(LISTED RECORDS begins)

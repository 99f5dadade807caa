//! CLI and config-file parsing (spec.md §6's external CLI surface).
//!
//! Out of scope for the spec's core per §1 ("command-line/config parsing...
//! treated as an external collaborator with only its interface contract
//! specified"), but carried here as the ambient stack SPEC_FULL.md §2
//! requires regardless of Non-goals. `clap`'s derive macro gives the exact
//! flag surface from §6's table; a `--config <path>` TOML file (`toml` +
//! `serde`) supplies the same keys, overridden by whatever was passed
//! explicitly on the command line — mirroring `boost::program_options`'s
//! file + CLI composition in `original_source/src/core/options.h` without
//! carrying over its API.

use std::path::PathBuf;

use clap::Parser;
use serde::Deserialize;

use crate::error::ConfigError;

#[derive(Debug, Parser)]
#[command(name = "fiberweb", version, about = "HTTP/1 and HTTP/2 server with script-authored handlers")]
pub struct CliArgs {
    /// Validate configuration and exit.
    #[arg(long = "test")]
    pub test: bool,

    /// Load further options from a TOML file; CLI flags take precedence
    /// over anything set there.
    #[arg(long = "config")]
    pub config: Option<PathBuf>,

    /// Run HTTP/1 instead of the default HTTP/2.
    #[arg(long = "server.http1")]
    pub server_http1: bool,

    #[arg(long = "server.workers")]
    pub server_workers: Option<usize>,

    #[arg(long = "server.listen")]
    pub server_listen: Option<String>,

    #[arg(long = "server.port")]
    pub server_port: Option<String>,

    #[arg(long = "server.backlog")]
    pub server_backlog: Option<u32>,

    #[arg(long = "server.tls")]
    pub server_tls: bool,

    #[arg(long = "server.key-file")]
    pub server_key_file: Option<PathBuf>,

    #[arg(long = "server.crt-file")]
    pub server_crt_file: Option<PathBuf>,

    #[arg(long = "server.dns-cache-ttl")]
    pub server_dns_cache_ttl: Option<u64>,

    #[arg(long = "lua.root")]
    pub lua_root: Option<PathBuf>,

    #[arg(long = "lua.statebuffer")]
    pub lua_statebuffer: Option<usize>,

    #[arg(long = "lua.devmode")]
    pub lua_devmode: bool,

    #[arg(long = "log.syslog")]
    pub log_syslog: bool,

    #[arg(long = "log.level")]
    pub log_level: Option<u8>,

    #[arg(long = "metrics.log")]
    pub metrics_log: Option<u64>,

    #[arg(long = "metrics.graphite")]
    pub metrics_graphite: bool,

    #[arg(long = "metrics.graphite.host")]
    pub metrics_graphite_host: Option<String>,

    #[arg(long = "metrics.graphite.port")]
    pub metrics_graphite_port: Option<u16>,

    #[arg(long = "metrics.graphite.interval")]
    pub metrics_graphite_interval: Option<u64>,

    #[arg(long = "metrics.graphite.prefix")]
    pub metrics_graphite_prefix: Option<String>,
}

/// The same keys as [`CliArgs`], shaped for TOML: `[server]`, `[lua]`,
/// `[log]`, `[metrics]` tables.
#[derive(Debug, Default, Deserialize)]
pub struct ConfigFile {
    #[serde(default)]
    pub server: ServerSection,
    #[serde(default)]
    pub lua: LuaSection,
    #[serde(default)]
    pub log: LogSection,
    #[serde(default)]
    pub metrics: MetricsSection,
}

#[derive(Debug, Default, Deserialize)]
pub struct ServerSection {
    pub http1: Option<bool>,
    pub workers: Option<usize>,
    pub listen: Option<String>,
    pub port: Option<String>,
    pub backlog: Option<u32>,
    pub tls: Option<bool>,
    pub key_file: Option<PathBuf>,
    pub crt_file: Option<PathBuf>,
    pub dns_cache_ttl: Option<u64>,
}

#[derive(Debug, Default, Deserialize)]
pub struct LuaSection {
    pub root: Option<PathBuf>,
    pub statebuffer: Option<usize>,
    pub devmode: Option<bool>,
}

#[derive(Debug, Default, Deserialize)]
pub struct LogSection {
    pub syslog: Option<bool>,
    pub level: Option<u8>,
}

#[derive(Debug, Default, Deserialize)]
pub struct MetricsSection {
    pub log: Option<u64>,
    pub graphite: Option<bool>,
    pub graphite_host: Option<String>,
    pub graphite_port: Option<u16>,
    pub graphite_interval: Option<u64>,
    pub graphite_prefix: Option<String>,
}

/// Fully-resolved configuration: every field defaulted, CLI overriding file
/// overriding built-in default, exactly as SPEC_FULL.md §2 describes.
#[derive(Debug, Clone)]
pub struct Config {
    pub test_only: bool,
    pub http1: bool,
    pub workers: usize,
    pub listen: String,
    pub port: String,
    pub backlog: u32,
    pub tls: bool,
    pub key_file: Option<PathBuf>,
    pub crt_file: Option<PathBuf>,
    pub dns_cache_ttl_secs: u64,
    pub lua_root: Option<PathBuf>,
    pub lua_statebuffer: usize,
    pub lua_devmode: bool,
    pub log_syslog: bool,
    pub log_level: u8,
    pub metrics_log_secs: u64,
    pub metrics_graphite: bool,
}

impl Config {
    /// Resolves CLI args plus an optional config file into a final
    /// [`Config`], CLI values always winning over file values.
    pub fn resolve(args: &CliArgs) -> Result<Config, ConfigError> {
        let file = match &args.config {
            Some(path) => load_config_file(path)?,
            None => ConfigFile::default(),
        };

        if args.server_tls && (args.server_key_file.is_none() && file.server.key_file.is_none()) {
            return Err(ConfigError::InvalidValue {
                flag: "--server.tls".to_string(),
                value: "requires --server.key-file".to_string(),
            });
        }

        Ok(Config {
            test_only: args.test,
            http1: args.server_http1 || file.server.http1.unwrap_or(false),
            workers: args.server_workers.or(file.server.workers).unwrap_or(0),
            listen: args
                .server_listen
                .clone()
                .or(file.server.listen)
                .unwrap_or_else(|| "0.0.0.0".to_string()),
            port: args
                .server_port
                .clone()
                .or(file.server.port)
                .unwrap_or_else(|| "8080".to_string()),
            backlog: args.server_backlog.or(file.server.backlog).unwrap_or(0),
            tls: args.server_tls || file.server.tls.unwrap_or(false),
            key_file: args.server_key_file.clone().or(file.server.key_file),
            crt_file: args.server_crt_file.clone().or(file.server.crt_file),
            dns_cache_ttl_secs: args
                .server_dns_cache_ttl
                .or(file.server.dns_cache_ttl)
                .map(|minutes| minutes * 60)
                .unwrap_or(300),
            lua_root: args.lua_root.clone().or(file.lua.root),
            lua_statebuffer: args.lua_statebuffer.or(file.lua.statebuffer).unwrap_or(8),
            lua_devmode: args.lua_devmode || file.lua.devmode.unwrap_or(false),
            log_syslog: args.log_syslog || file.log.syslog.unwrap_or(false),
            log_level: args.log_level.or(file.log.level).unwrap_or(6),
            metrics_log_secs: args.metrics_log.or(file.metrics.log).unwrap_or(0),
            metrics_graphite: args.metrics_graphite || file.metrics.graphite.unwrap_or(false),
        })
    }

    /// Resolves the configured worker count: the configured value, or the
    /// CPU count if 0, with a floor of 1 (spec.md §4.7 step 1).
    pub fn resolved_worker_count(&self) -> usize {
        if self.workers == 0 {
            num_cpus::get().max(1)
        } else {
            self.workers
        }
    }
}

fn load_config_file(path: &PathBuf) -> Result<ConfigFile, ConfigError> {
    let contents = std::fs::read_to_string(path).map_err(|source| ConfigError::ConfigFile {
        path: path.display().to_string(),
        source,
    })?;
    toml::from_str(&contents).map_err(|e| ConfigError::ConfigFile {
        path: path.display().to_string(),
        source: std::io::Error::new(std::io::ErrorKind::InvalidData, e),
    })
}

#[cfg(test)]
mod tests {
    use super::*;

    fn bare_args() -> CliArgs {
        CliArgs::parse_from(["fiberweb"])
    }

    #[test]
    fn defaults_apply_with_no_flags_or_file() {
        let config = Config::resolve(&bare_args()).unwrap();
        assert!(!config.http1);
        assert_eq!(config.port, "8080");
        assert_eq!(config.dns_cache_ttl_secs, 300);
        assert_eq!(config.lua_statebuffer, 8);
    }

    #[test]
    fn worker_count_falls_back_to_cpu_count() {
        let config = Config::resolve(&bare_args()).unwrap();
        assert_eq!(config.workers, 0);
        assert!(config.resolved_worker_count() >= 1);
    }

    #[test]
    fn cli_flag_overrides_file_value() {
        let dir = tempfile::tempdir().unwrap();
        let path = dir.path().join("fiberweb.toml");
        std::fs::write(&path, "[server]\nport = \"9000\"\n").unwrap();

        let args = CliArgs::parse_from(["fiberweb", "--config", path.to_str().unwrap(), "--server.port", "7000"]);
        let config = Config::resolve(&args).unwrap();
        assert_eq!(config.port, "7000");
    }

    #[test]
    fn file_value_applies_when_cli_flag_absent() {
        let dir = tempfile::tempdir().unwrap();
        let path = dir.path().join("fiberweb.toml");
        std::fs::write(&path, "[server]\nport = \"9000\"\n").unwrap();

        let args = CliArgs::parse_from(["fiberweb", "--config", path.to_str().unwrap()]);
        let config = Config::resolve(&args).unwrap();
        assert_eq!(config.port, "9000");
    }

    #[test]
    fn tls_without_key_file_is_rejected() {
        let args = CliArgs::parse_from(["fiberweb", "--server.tls"]);
        assert!(matches!(Config::resolve(&args), Err(ConfigError::InvalidValue { .. })));
    }
}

(LISTED RECORDS ends)

• YOUR GOAL: Reproduce word for word the lines of the records above, beginning at the first and ending with the line where "#[derive(Debug, Parser)]" appears, and nothing past it.

• RESULT:
repository 99f5dadade807caa
//! CLI and config-file parsing (spec.md §6's external CLI surface).
//!
//! Out of scope for the spec's core per §1 ("command-line/config parsing...
//! treated as an external collaborator with only its interface contract
//! specified"), but carried here as the ambient stack SPEC_FULL.md §2
//! requires regardless of Non-goals. `clap`'s derive macro gives the exact
//! flag surface from §6's table; a `--config <path>` TOML file (`toml` +
//! `serde`) supplies the same keys, overridden by whatever was passed
//! explicitly on the command line — mirroring `boost::program_options`'s
//! file + CLI composition in `original_source/src/core/options.h` without
//! carrying over its API.

use std::path::PathBuf;

use clap::Parser;
use serde::Deserialize;

use crate::error::ConfigError;

#[derive(Debug, Parser)]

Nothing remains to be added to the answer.